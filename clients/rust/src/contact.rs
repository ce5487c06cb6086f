use crate::base::{APIResponse, BaseClient};
use reqwest::StatusCode;
use std::sync::Arc;
use userpanel_api_structs::*;
use userpanel_domain::ID;

#[derive(Clone)]
pub struct ContactClient {
    base: Arc<BaseClient>,
}

pub struct CreateContactInput {
    pub name: String,
    pub age: String,
    pub email: String,
    pub address: String,
    pub cell_number: String,
}

pub struct UpdateContactInput {
    pub contact_id: ID,
    pub name: String,
    pub age: String,
    pub email: String,
    pub address: String,
    pub cell_number: String,
}

impl ContactClient {
    pub(crate) fn new(base: Arc<BaseClient>) -> Self {
        Self { base }
    }

    pub async fn list(&self) -> APIResponse<list_contacts::APIResponse> {
        self.base.get("contacts".into(), StatusCode::OK).await
    }

    pub async fn create(
        &self,
        input: CreateContactInput,
    ) -> APIResponse<create_contact::APIResponse> {
        let body = create_contact::RequestBody {
            name: input.name,
            age: input.age,
            email: input.email,
            address: input.address,
            cell_number: input.cell_number,
        };
        self.base
            .post(body, "contacts".into(), StatusCode::CREATED)
            .await
    }

    pub async fn update(
        &self,
        input: UpdateContactInput,
    ) -> APIResponse<update_contact::APIResponse> {
        let body = update_contact::RequestBody {
            name: input.name,
            age: input.age,
            email: input.email,
            address: input.address,
            cell_number: input.cell_number,
        };
        self.base
            .put(body, format!("contacts/{}", input.contact_id), StatusCode::OK)
            .await
    }

    pub async fn remove(&self, contact_id: ID) -> APIResponse<delete_contact::APIResponse> {
        self.base
            .delete(format!("contacts/{}", contact_id), StatusCode::OK)
            .await
    }
}
use serde::{de::Visitor, Deserialize, Serialize};
use std::{fmt::Display, str::FromStr};
use thiserror::Error;

pub trait Entity<T: PartialEq> {
    fn id(&self) -> T;
    fn eq(&self, other: &Self) -> bool {
        self.id() == other.id()
    }
}

/// Identifier assigned by the remote collection. The client never mints one
/// of these, it only parses identifiers the server handed out.
#[derive(Debug, Clone, PartialEq, Eq, Hash)]
pub struct ID(String);

impl ID {
    pub fn as_str(&self) -> &str {
        &self.0
    }

    pub fn as_string(&self) -> String {
        self.0.clone()
    }
}

impl Display for ID {
    fn fmt(&self, f: &mut std::fmt::Formatter<'_>) -> std::fmt::Result {
        write!(f, "{}", self.0)
    }
}

#[derive(Error, Debug)]
pub enum InvalidIDError {
    #[error("ID: {0} is malformed")]
    Malformed(String),
}

impl FromStr for ID {
    type Err = InvalidIDError;

    fn from_str(s: &str) -> Result<Self, Self::Err> {
        if s.trim().is_empty() {
            return Err(InvalidIDError::Malformed(s.to_string()));
        }
        Ok(Self(s.to_string()))
    }
}

impl Serialize for ID {
    fn serialize<S>(&self, serializer: S) -> Result<S::Ok, S::Error>
    where
        S: serde::Serializer,
    {
        serializer.serialize_str(&self.0)
    }
}

impl<'de> Deserialize<'de> for ID {
    fn deserialize<D>(deserializer: D) -> Result<Self, D::Error>
    where
        D: serde::Deserializer<'de>,
    {
        struct IDVisitor;

        impl<'de> Visitor<'de> for IDVisitor {
            type Value = ID;

            fn expecting(&self, formatter: &mut std::fmt::Formatter) -> std::fmt::Result {
                formatter.write_str("A valid string id representation")
            }

            fn visit_str<E>(self, value: &str) -> Result<ID, E>
            where
                E: serde::de::Error,
            {
                value
                    .parse::<ID>()
                    .map_err(|_| E::custom(format!("Malformed id: {}", value)))
            }
        }

        deserializer.deserialize_str(IDVisitor)
    }
}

(Work to be completed) Each line of the material with the word "body" in it should be listed.

(Finished task)
        let body = create_contact::RequestBody {
            .post(body, "contacts".into(), StatusCode::CREATED)
        let body = update_contact::RequestBody {
            .put(body, format!("contacts/{}", input.contact_id), StatusCode::OK)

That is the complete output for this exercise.